Leave notes on experiments for other team members. This is helpful when:
Requesting a second opinion on borderline cases
Explaining why you rejected an experiment
Suggesting modifications before approval
Documenting brand guideline considerations
Track who reviewed what and when. The activity log shows all actions taken on experiments, creating an audit trail for your approval process.

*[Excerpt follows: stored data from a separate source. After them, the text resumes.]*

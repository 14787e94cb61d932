//! Adapter between [`QuadraticProgram`] and the Clarabel interior-point solver.
//!
//! Equality rows become a zero cone and inequality rows a non-negative cone,
//! so Clarabel's `A z + s = b, s in K` reproduces `A_eq z = b_eq` and
//! `A_in z <= b_in`.

use std::time::Instant;

use ::clarabel::algebra::CscMatrix as ClarabelMatrix;
use ::clarabel::solver::{
    DefaultSettings, DefaultSettingsBuilder, DefaultSolver, IPSolver, SolverStatus,
    SupportedConeT::{self, NonnegativeConeT, ZeroConeT},
};
use heatmpc_core::{
    Assignment, CscMatrix, QpSolver, QuadraticProgram, Scalar, SolveFailure, SolveOptions, Status,
};
use tracing::{debug, trace};

/// Stateless Clarabel backend; every call builds and solves a fresh problem.
#[derive(Debug, Clone, Default)]
pub struct ClarabelBackend {
    options: SolveOptions,
}

impl ClarabelBackend {
    pub fn new(options: SolveOptions) -> Self {
        Self { options }
    }

    pub fn options(&self) -> &SolveOptions {
        &self.options
    }

    fn settings(&self) -> Result<DefaultSettings<Scalar>, SolveFailure> {
        let tol = self.options.tolerance;
        let mut builder = DefaultSettingsBuilder::default();
        builder
            .max_iter(self.options.max_iterations)
            .verbose(self.options.verbose)
            .equilibrate_enable(self.options.equilibrate)
            .tol_gap_abs(tol)
            .tol_gap_rel(tol)
            .tol_feas(tol);
        if let Some(limit) = self.options.max_time {
            builder.time_limit(limit.as_secs_f64());
        }
        builder.build().map_err(|err| {
            SolveFailure::new(Status::SetupFailure, format!("invalid solver settings: {err}"))
        })
    }
}

impl QpSolver for ClarabelBackend {
    fn solve(&mut self, problem: &QuadraticProgram) -> Result<Assignment, SolveFailure> {
        let started = Instant::now();
        problem
            .validate()
            .map_err(|err| SolveFailure::new(Status::SetupFailure, err.to_string()))?;

        let (constraints, rhs, cones) = stack_constraints(problem)?;
        let p = to_clarabel(&problem.quadratic);
        let a = to_clarabel(&constraints);
        trace!(
            nvars = problem.nvars(),
            equalities = problem.n_equalities(),
            inequalities = problem.n_inequalities(),
            nnz = constraints.nnz(),
            "assembled clarabel problem"
        );

        let settings = self.settings()?;
        let mut solver = DefaultSolver::new(&p, &problem.linear, &a, &rhs, &cones, settings)
            .map_err(|err| {
                SolveFailure::new(Status::SetupFailure, format!("clarabel rejected problem: {err:?}"))
            })?;
        solver.solve();

        let solution = &solver.solution;
        let status = map_status(&solution.status);
        debug!(
            %status,
            iterations = solution.iterations,
            elapsed_us = started.elapsed().as_micros() as u64,
            "clarabel solve finished"
        );
        if !status.is_optimal() {
            return Err(SolveFailure::new(
                status,
                format!("clarabel reported {:?}", solution.status),
            ));
        }

        Ok(Assignment {
            objective_value: problem.objective(&solution.x),
            primal: solution.x.clone(),
            iterations: solution.iterations,
            solve_time: started.elapsed(),
        })
    }
}

fn stack_constraints(
    problem: &QuadraticProgram,
) -> Result<(CscMatrix, Vec<Scalar>, Vec<SupportedConeT<Scalar>>), SolveFailure> {
    let mut matrix = CscMatrix::zeros(0, problem.nvars());
    let mut rhs = Vec::with_capacity(problem.n_equalities() + problem.n_inequalities());
    let mut cones = Vec::with_capacity(2);

    let blocks = [
        (problem.equalities.as_ref(), true),
        (problem.inequalities.as_ref(), false),
    ];
    for (block, is_equality) in blocks {
        let Some(block) = block.filter(|block| !block.is_empty()) else {
            continue;
        };
        matrix = matrix
            .vstack(&block.matrix)
            .map_err(|err| SolveFailure::new(Status::SetupFailure, err.to_string()))?;
        rhs.extend_from_slice(&block.rhs);
        cones.push(if is_equality {
            ZeroConeT(block.len())
        } else {
            NonnegativeConeT(block.len())
        });
    }
    Ok((matrix, rhs, cones))
}

fn to_clarabel(matrix: &CscMatrix) -> ClarabelMatrix<Scalar> {
    ClarabelMatrix::new(
        matrix.nrows,
        matrix.ncols,
        matrix.indptr.clone(),
        matrix.indices.clone(),
        matrix.data.clone(),
    )
}

fn map_status(status: &SolverStatus) -> Status {
    match status {
        SolverStatus::Solved => Status::Optimal,
        SolverStatus::AlmostSolved => Status::OptimalInaccurate,
        SolverStatus::PrimalInfeasible | SolverStatus::AlmostPrimalInfeasible => {
            Status::PrimalInfeasible
        }
        SolverStatus::DualInfeasible | SolverStatus::AlmostDualInfeasible => {
            Status::DualInfeasible
        }
        SolverStatus::MaxIterations => Status::MaxIterations,
        SolverStatus::MaxTime => Status::MaxTime,
        _ => Status::NumericalFailure,
    }
}
use crate::dynamics::ThermalModel;
use crate::math::Scalar;
use serde::{Deserialize, Serialize};
use thiserror::Error;

#[derive(Debug, Error, PartialEq)]
pub enum ConfigError {
    #[error("{field} must be finite (got {value})")]
    NotFinite { field: &'static str, value: Scalar },
    #[error("{field} must be non-negative (got {value})")]
    Negative { field: &'static str, value: Scalar },
    #[error("{field} must be positive (got {value})")]
    NotPositive { field: &'static str, value: Scalar },
    #[error("horizon must contain at least one step")]
    EmptyHorizon,
    #[error("comfort band is empty: min_temp {min} exceeds max_temp {max}")]
    EmptyComfortBand { min: Scalar, max: Scalar },
}

pub type ConfigResult<T> = Result<T, ConfigError>;

/// Fixed parameters of one heating run.
///
/// Every field is read-only for the duration of a run; the controller and the
/// simulation loop receive it by shared reference.
#[derive(Debug, Clone, PartialEq, Serialize, Deserialize)]
#[serde(deny_unknown_fields)]
pub struct HeatingConfig {
    /// Number of future steps in each optimisation.
    pub horizon: usize,
    /// Number of simulated steps. Falls back to `horizon` when absent.
    #[serde(default, skip_serializing_if = "Option::is_none")]
    pub steps: Option<usize>,
    /// Duration of one step in hours, used for reporting only.
    #[serde(default = "default_step_hours")]
    pub step_hours: Scalar,
    pub desired_temp: Scalar,
    pub min_temp: Scalar,
    pub max_temp: Scalar,
    /// Heater power limit; actions live in `[0, max_action]`.
    pub max_action: Scalar,
    /// Cost per unit of squared heater power.
    pub action_weight: Scalar,
    /// Cost per unit of squared deviation from `desired_temp`.
    pub deviation_weight: Scalar,
    /// Temperature gain per unit of heater power.
    pub heating_coeff: Scalar,
    /// Fraction of the indoor/ambient gap lost per step.
    pub cooling_coeff: Scalar,
    pub ambient_temp: Scalar,
    pub initial_temp: Scalar,
}

fn default_step_hours() -> Scalar {
    1.0
}

impl Default for HeatingConfig {
    fn default() -> Self {
        Self {
            horizon: 48,
            steps: None,
            step_hours: default_step_hours(),
            desired_temp: 20.0,
            min_temp: 16.0,
            max_temp: 24.0,
            max_action: 1.5,
            action_weight: 1.0,
            deviation_weight: 2.0,
            heating_coeff: 0.5,
            cooling_coeff: 0.07,
            ambient_temp: 5.0,
            initial_temp: 16.0,
        }
    }
}

impl HeatingConfig {
    pub fn total_steps(&self) -> usize {
        self.steps.unwrap_or(self.horizon)
    }

    pub fn model(&self) -> ThermalModel {
        ThermalModel {
            heating_coeff: self.heating_coeff,
            cooling_coeff: self.cooling_coeff,
            ambient_temp: self.ambient_temp,
        }
    }

    pub fn validate(&self) -> ConfigResult<()> {
        let scalars = [
            ("step_hours", self.step_hours),
            ("desired_temp", self.desired_temp),
            ("min_temp", self.min_temp),
            ("max_temp", self.max_temp),
            ("max_action", self.max_action),
            ("action_weight", self.action_weight),
            ("deviation_weight", self.deviation_weight),
            ("heating_coeff", self.heating_coeff),
            ("cooling_coeff", self.cooling_coeff),
            ("ambient_temp", self.ambient_temp),
            ("initial_temp", self.initial_temp),
        ];
        for (field, value) in scalars {
            if !value.is_finite() {
                return Err(ConfigError::NotFinite { field, value });
            }
        }
        if self.horizon == 0 {
            return Err(ConfigError::EmptyHorizon);
        }
        if self.min_temp > self.max_temp {
            return Err(ConfigError::EmptyComfortBand {
                min: self.min_temp,
                max: self.max_temp,
            });
        }
        if self.step_hours <= 0.0 {
            return Err(ConfigError::NotPositive {
                field: "step_hours",
                value: self.step_hours,
            });
        }
        let non_negative = [
            ("max_action", self.max_action),
            ("action_weight", self.action_weight),
            ("deviation_weight", self.deviation_weight),
            ("heating_coeff", self.heating_coeff),
            ("cooling_coeff", self.cooling_coeff),
        ];
        for (field, value) in non_negative {
            if value < 0.0 {
                return Err(ConfigError::Negative { field, value });
            }
        }
        Ok(())
    }
}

When your review queue is empty, the dashboard displays helpful next steps:
Generate New Experiments - Link to the generation interface
Review Backlog - View approved experiments awaiting deployment
Check Running Tests - Monitor active experiments
View Results - Analyze completed tests
To maintain an efficient review workflow:
Review Regularly - Check the dashboard daily to prevent queue buildup
Use Filters Strategically - Focus on one asset type or hypothesis at a time for consistent decision-making
Leverage Quick Actions - Use quick approve/reject for obvious decisions to speed through the queue
Set Aside Deep Review Time - Schedule dedicated time for thorough review of complex experiments
Establish Team Guidelines - Create clear criteria for what gets approved vs. rejected
Monitor Priority Items - Address high-priority and time-sensitive experiments first
The Review Dashboard is designed to make the approval process efficient while maintaining quality control. By mastering this interface, you'll quickly identify winning experiments while filtering out ideas that don't align with your brand and strategy.